[YOUR OBJECTIVE] Make an exact copy of the records below. Include every line.

━━━━━ EXERCISE DATA

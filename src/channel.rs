//! Per-channel aggregates
//!
//! An [`Observation`] is one observed volume with its noise precision,
//! masks and (optionally) projection operator. A [`Channel`] owns the
//! observations of one contrast together with its latent image `y`, the
//! gradient-domain auxiliaries `u` and `w`, the Hessian diagonal and the
//! bias field.

use crate::error::{check_len, Result};
use crate::projection::Projector;
use crate::utils::metrics::valid_mask;
use crate::utils::vec_ops::mul_inplace;
use crate::volume::{Lattice, StorageKind, Volume};

/// Observed voxels whose forward-model coverage is below this are masked
pub const MIN_COVERAGE: f64 = 0.5;

// =============================================================================
// Observation
// =============================================================================

#[derive(Debug)]
pub struct Observation {
    data: Volume,
    /// finite and nonzero
    valid: Vec<u8>,
    /// valid and covered by the forward model
    mask: Vec<u8>,
    tau: f64,
    /// `None` when the observation lies on the reconstruction lattice and
    /// the forward model is the identity
    projector: Option<Projector>,
}

impl Observation {
    pub fn new(data: Volume, projector: Option<Projector>) -> Result<Self> {
        if let Some(p) = &projector {
            check_len(p.obs_len(), data.len())?;
        }
        let valid = valid_mask(&data.read()?);
        let mut obs = Self { data, mask: valid.clone(), valid, tau: 1.0, projector };
        obs.refresh_mask();
        Ok(obs)
    }

    #[inline]
    pub fn data(&self) -> &Volume {
        &self.data
    }

    #[inline]
    pub fn lattice(&self) -> &Lattice {
        self.data.lattice()
    }

    #[inline]
    pub fn mask(&self) -> &[u8] {
        &self.mask
    }

    pub fn n_masked(&self) -> usize {
        self.mask.iter().filter(|&&m| m != 0).count()
    }

    #[inline]
    pub fn tau(&self) -> f64 {
        self.tau
    }

    pub fn set_tau(&mut self, tau: f64) {
        self.tau = tau;
    }

    #[inline]
    pub fn projector(&self) -> Option<&Projector> {
        self.projector.as_ref()
    }

    #[inline]
    pub fn projector_mut(&mut self) -> Option<&mut Projector> {
        self.projector.as_mut()
    }

    #[inline]
    pub fn is_identity(&self) -> bool {
        self.projector.is_none()
    }

    /// Recompute the likelihood mask after the forward-model geometry changed
    pub fn refresh_mask(&mut self) {
        match &self.projector {
            None => self.mask.copy_from_slice(&self.valid),
            Some(p) => {
                let cov = p.coverage();
                for ((m, &v), &c) in self.mask.iter_mut().zip(&self.valid).zip(&cov) {
                    *m = (v != 0 && c >= MIN_COVERAGE) as u8;
                }
            }
        }
    }

    /// `out = A e` on the observation lattice
    pub fn predict(&self, e: &[f64], out: &mut [f64]) {
        match &self.projector {
            None => out.copy_from_slice(e),
            Some(p) => p.forward(e, out),
        }
    }

    /// `out += At x` on the reconstruction lattice
    pub fn adjoint_accumulate(&self, x: &[f64], out: &mut [f64]) {
        match &self.projector {
            None => {
                for (o, &v) in out.iter_mut().zip(x) {
                    *o += v;
                }
            }
            Some(p) => p.adjoint_accumulate(x, out),
        }
    }

    /// Masked residual `m ⊙ (A e - x)` and `Σ m (A e - x)²`
    pub fn residual(&self, e: &[f64], out: &mut [f64]) -> Result<f64> {
        self.predict(e, out);
        let x = self.data.read()?;
        let mut sse = 0.0;
        for ((r, &xv), &m) in out.iter_mut().zip(x.iter()).zip(&self.mask) {
            if m != 0 {
                *r -= xv;
                sse += *r * *r;
            } else {
                *r = 0.0;
            }
        }
        Ok(sse)
    }
}

// =============================================================================
// Channel
// =============================================================================

#[derive(Debug)]
pub struct Channel {
    name: String,
    observations: Vec<Observation>,
    y: Volume,
    u: [Volume; 3],
    w: [Volume; 3],
    hessian: Volume,
    lambda0: f64,
    lambda: f64,
    bias_coefficients: Vec<f64>,
    /// Multiplicative field on the reconstruction lattice, `None` when flat
    bias: Option<Volume>,
}

impl Channel {
    /// Allocate the latent volumes on `lattice`, with `y` initialised to
    /// `y0`
    pub fn new(
        name: impl Into<String>,
        observations: Vec<Observation>,
        lattice: &Lattice,
        y0: Vec<f64>,
        storage: &StorageKind,
    ) -> Result<Self> {
        let zeros = || Volume::filled(lattice.clone(), 0.0, storage);
        Ok(Self {
            name: name.into(),
            observations,
            y: Volume::new(lattice.clone(), y0, storage)?,
            u: [zeros()?, zeros()?, zeros()?],
            w: [zeros()?, zeros()?, zeros()?],
            hessian: Volume::filled(lattice.clone(), 1.0, storage)?,
            lambda0: 1.0,
            lambda: 1.0,
            bias_coefficients: Vec::new(),
            bias: None,
        })
    }

    #[inline]
    pub fn name(&self) -> &str {
        &self.name
    }

    #[inline]
    pub fn lattice(&self) -> &Lattice {
        self.y.lattice()
    }

    #[inline]
    pub fn observations(&self) -> &[Observation] {
        &self.observations
    }

    #[inline]
    pub fn observations_mut(&mut self) -> &mut [Observation] {
        &mut self.observations
    }

    #[inline]
    pub fn y(&self) -> &Volume {
        &self.y
    }

    #[inline]
    pub fn y_mut(&mut self) -> &mut Volume {
        &mut self.y
    }

    #[inline]
    pub fn u(&self) -> &[Volume; 3] {
        &self.u
    }

    #[inline]
    pub fn u_mut(&mut self) -> &mut [Volume; 3] {
        &mut self.u
    }

    #[inline]
    pub fn w(&self) -> &[Volume; 3] {
        &self.w
    }

    #[inline]
    pub fn w_mut(&mut self) -> &mut [Volume; 3] {
        &mut self.w
    }

    #[inline]
    pub fn hessian(&self) -> &Volume {
        &self.hessian
    }

    #[inline]
    pub fn hessian_mut(&mut self) -> &mut Volume {
        &mut self.hessian
    }

    #[inline]
    pub fn lambda0(&self) -> f64 {
        self.lambda0
    }

    #[inline]
    pub fn lambda(&self) -> f64 {
        self.lambda
    }

    /// Set the base regularisation; the current value is reset to it
    pub fn set_lambda0(&mut self, lambda0: f64) {
        self.lambda0 = lambda0;
        self.lambda = lambda0;
    }

    pub fn set_lambda(&mut self, lambda: f64) {
        self.lambda = lambda;
    }

    /// Noise precisions of the observations
    pub fn taus(&self) -> Vec<f64> {
        self.observations.iter().map(|o| o.tau()).collect()
    }

    /// Whether any observation needs the projection operator
    pub fn uses_projection(&self) -> bool {
        self.observations.iter().any(|o| !o.is_identity())
    }

    #[inline]
    pub fn bias(&self) -> Option<&Volume> {
        self.bias.as_ref()
    }

    #[inline]
    pub fn bias_coefficients(&self) -> &[f64] {
        &self.bias_coefficients
    }

    /// Replace the bias field and the coefficients it was built from
    pub fn set_bias(&mut self, coefficients: Vec<f64>, field: Vec<f64>, storage: &StorageKind) -> Result<()> {
        match &mut self.bias {
            Some(b) => b.write(&field)?,
            None => self.bias = Some(Volume::new(self.y.lattice().clone(), field, storage)?),
        }
        self.bias_coefficients = coefficients;
        Ok(())
    }

    /// Bias field values, or `None` when the field is flat
    pub fn bias_values(&self) -> Result<Option<Vec<f64>>> {
        self.bias.as_ref().map(|b| b.to_vec()).transpose()
    }

    /// Effective image seen by the forward model: `b ⊙ y`
    pub fn effective_image(&self) -> Result<Vec<f64>> {
        let mut e = self.y.to_vec()?;
        if let Some(b) = &self.bias {
            mul_inplace(&mut e, &b.read()?);
        }
        Ok(e)
    }
}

━━━━━━━━━━

[YOUR SOLUTION]
filename src/channel.rs
//! Per-channel aggregates
//!
//! An [`Observation`] is one observed volume with its noise precision,
//! masks and (optionally) projection operator. A [`Channel`] owns the
//! observations of one contrast together with its latent image `y`, the
//! gradient-domain auxiliaries `u` and `w`, the Hessian diagonal and the
//! bias field.

use crate::error::{check_len, Result};
use crate::projection::Projector;
use crate::utils::metrics::valid_mask;
use crate::utils::vec_ops::mul_inplace;
use crate::volume::{Lattice, StorageKind, Volume};

/// Observed voxels whose forward-model coverage is below this are masked
pub const MIN_COVERAGE: f64 = 0.5;

// =============================================================================
// Observation
// =============================================================================

#[derive(Debug)]
pub struct Observation {
    data: Volume,
    /// finite and nonzero
    valid: Vec<u8>,
    /// valid and covered by the forward model
    mask: Vec<u8>,
    tau: f64,
    /// `None` when the observation lies on the reconstruction lattice and
    /// the forward model is the identity
    projector: Option<Projector>,
}

impl Observation {
    pub fn new(data: Volume, projector: Option<Projector>) -> Result<Self> {
        if let Some(p) = &projector {
            check_len(p.obs_len(), data.len())?;
        }
        let valid = valid_mask(&data.read()?);
        let mut obs = Self { data, mask: valid.clone(), valid, tau: 1.0, projector };
        obs.refresh_mask();
        Ok(obs)
    }

    #[inline]
    pub fn data(&self) -> &Volume {
        &self.data
    }

    #[inline]
    pub fn lattice(&self) -> &Lattice {
        self.data.lattice()
    }

    #[inline]
    pub fn mask(&self) -> &[u8] {
        &self.mask
    }

    pub fn n_masked(&self) -> usize {
        self.mask.iter().filter(|&&m| m != 0).count()
    }

    #[inline]
    pub fn tau(&self) -> f64 {
        self.tau
    }

    pub fn set_tau(&mut self, tau: f64) {
        self.tau = tau;
    }

    #[inline]
    pub fn projector(&self) -> Option<&Projector> {
        self.projector.as_ref()
    }

    #[inline]
    pub fn projector_mut(&mut self) -> Option<&mut Projector> {
        self.projector.as_mut()
    }

    #[inline]
    pub fn is_identity(&self) -> bool {
        self.projector.is_none()
    }

    /// Recompute the likelihood mask after the forward-model geometry changed
    pub fn refresh_mask(&mut self) {
        match &self.projector {
            None => self.mask.copy_from_slice(&self.valid),
            Some(p) => {
                let cov = p.coverage();
                for ((m, &v), &c) in self.mask.iter_mut().zip(&self.valid).zip(&cov) {
                    *m = (v != 0 && c >= MIN_COVERAGE) as u8;
                }
            }
        }
    }

    /// `out = A e` on the observation lattice
    pub fn predict(&self, e: &[f64], out: &mut [f64]) {
        match &self.projector {
            None => out.copy_from_slice(e),
            Some(p) => p.forward(e, out),
        }
    }

    /// `out += At x` on the reconstruction lattice
    pub fn adjoint_accumulate(&self, x: &[f64], out: &mut [f64]) {
        match &self.projector {
            None => {
                for (o, &v) in out.iter_mut().zip(x) {
                    *o += v;
                }
            }
            Some(p) => p.adjoint_accumulate(x, out),
        }
    }

    /// Masked residual `m ⊙ (A e - x)` and `Σ m (A e - x)²`
    pub fn residual(&self, e: &[f64], out: &mut [f64]) -> Result<f64> {
        self.predict(e, out);
        let x = self.data.read()?;
        let mut sse = 0.0;
        for ((r, &xv), &m) in out.iter_mut().zip(x.iter()).zip(&self.mask) {
            if m != 0 {
                *r -= xv;
                sse += *r * *r;
            } else {
                *r = 0.0;
            }
        }
        Ok(sse)
    }
}

// =============================================================================
// Channel
// =============================================================================

#[derive(Debug)]
pub struct Channel {
    name: String,
    observations: Vec<Observation>,
    y: Volume,
    u: [Volume; 3],
    w: [Volume; 3],
    hessian: Volume,
    lambda0: f64,
    lambda: f64,
    bias_coefficients: Vec<f64>,
    /// Multiplicative field on the reconstruction lattice, `None` when flat
    bias: Option<Volume>,
}

impl Channel {
    /// Allocate the latent volumes on `lattice`, with `y` initialised to
    /// `y0`
    pub fn new(
        name: impl Into<String>,
        observations: Vec<Observation>,
        lattice: &Lattice,
        y0: Vec<f64>,
        storage: &StorageKind,
    ) -> Result<Self> {
        let zeros = || Volume::filled(lattice.clone(), 0.0, storage);
        Ok(Self {
            name: name.into(),
            observations,
            y: Volume::new(lattice.clone(), y0, storage)?,
            u: [zeros()?, zeros()?, zeros()?],
            w: [zeros()?, zeros()?, zeros()?],
            hessian: Volume::filled(lattice.clone(), 1.0, storage)?,
            lambda0: 1.0,
            lambda: 1.0,
            bias_coefficients: Vec::new(),
            bias: None,
        })
    }

    #[inline]
    pub fn name(&self) -> &str {
        &self.name
    }

    #[inline]
    pub fn lattice(&self) -> &Lattice {
        self.y.lattice()
    }

    #[inline]
    pub fn observations(&self) -> &[Observation] {
        &self.observations
    }

    #[inline]
    pub fn observations_mut(&mut self) -> &mut [Observation] {
        &mut self.observations
    }

    #[inline]
    pub fn y(&self) -> &Volume {
        &self.y
    }

    #[inline]
    pub fn y_mut(&mut self) -> &mut Volume {
        &mut self.y
    }

    #[inline]
    pub fn u(&self) -> &[Volume; 3] {
        &self.u
    }

    #[inline]
    pub fn u_mut(&mut self) -> &mut [Volume; 3] {
        &mut self.u
    }

    #[inline]
    pub fn w(&self) -> &[Volume; 3] {
        &self.w
    }

    #[inline]
    pub fn w_mut(&mut self) -> &mut [Volume; 3] {
        &mut self.w
    }

    #[inline]
    pub fn hessian(&self) -> &Volume {
        &self.hessian
    }

    #[inline]
    pub fn hessian_mut(&mut self) -> &mut Volume {
        &mut self.hessian
    }

    #[inline]
    pub fn lambda0(&self) -> f64 {
        self.lambda0
    }

    #[inline]
    pub fn lambda(&self) -> f64 {
        self.lambda
    }

    /// Set the base regularisation; the current value is reset to it
    pub fn set_lambda0(&mut self, lambda0: f64) {
        self.lambda0 = lambda0;
        self.lambda = lambda0;
    }

    pub fn set_lambda(&mut self, lambda: f64) {
        self.lambda = lambda;
    }

    /// Noise precisions of the observations
    pub fn taus(&self) -> Vec<f64> {
        self.observations.iter().map(|o| o.tau()).collect()
    }

    /// Whether any observation needs the projection operator
    pub fn uses_projection(&self) -> bool {
        self.observations.iter().any(|o| !o.is_identity())
    }

    #[inline]
    pub fn bias(&self) -> Option<&Volume> {
        self.bias.as_ref()
    }

    #[inline]
    pub fn bias_coefficients(&self) -> &[f64] {
        &self.bias_coefficients
    }

    /// Replace the bias field and the coefficients it was built from
    pub fn set_bias(&mut self, coefficients: Vec<f64>, field: Vec<f64>, storage: &StorageKind) -> Result<()> {
        match &mut self.bias {
            Some(b) => b.write(&field)?,
            None => self.bias = Some(Volume::new(self.y.lattice().clone(), field, storage)?),
        }
        self.bias_coefficients = coefficients;
        Ok(())
    }

    /// Bias field values, or `None` when the field is flat
    pub fn bias_values(&self) -> Result<Option<Vec<f64>>> {
        self.bias.as_ref().map(|b| b.to_vec()).transpose()
    }

    /// Effective image seen by the forward model: `b ⊙ y`
    pub fn effective_image(&self) -> Result<Vec<f64>> {
        let mut e = self.y.to_vec()?;
        if let Some(b) = &self.bias {
            mul_inplace(&mut e, &b.read()?);
        }
        Ok(e)
    }
}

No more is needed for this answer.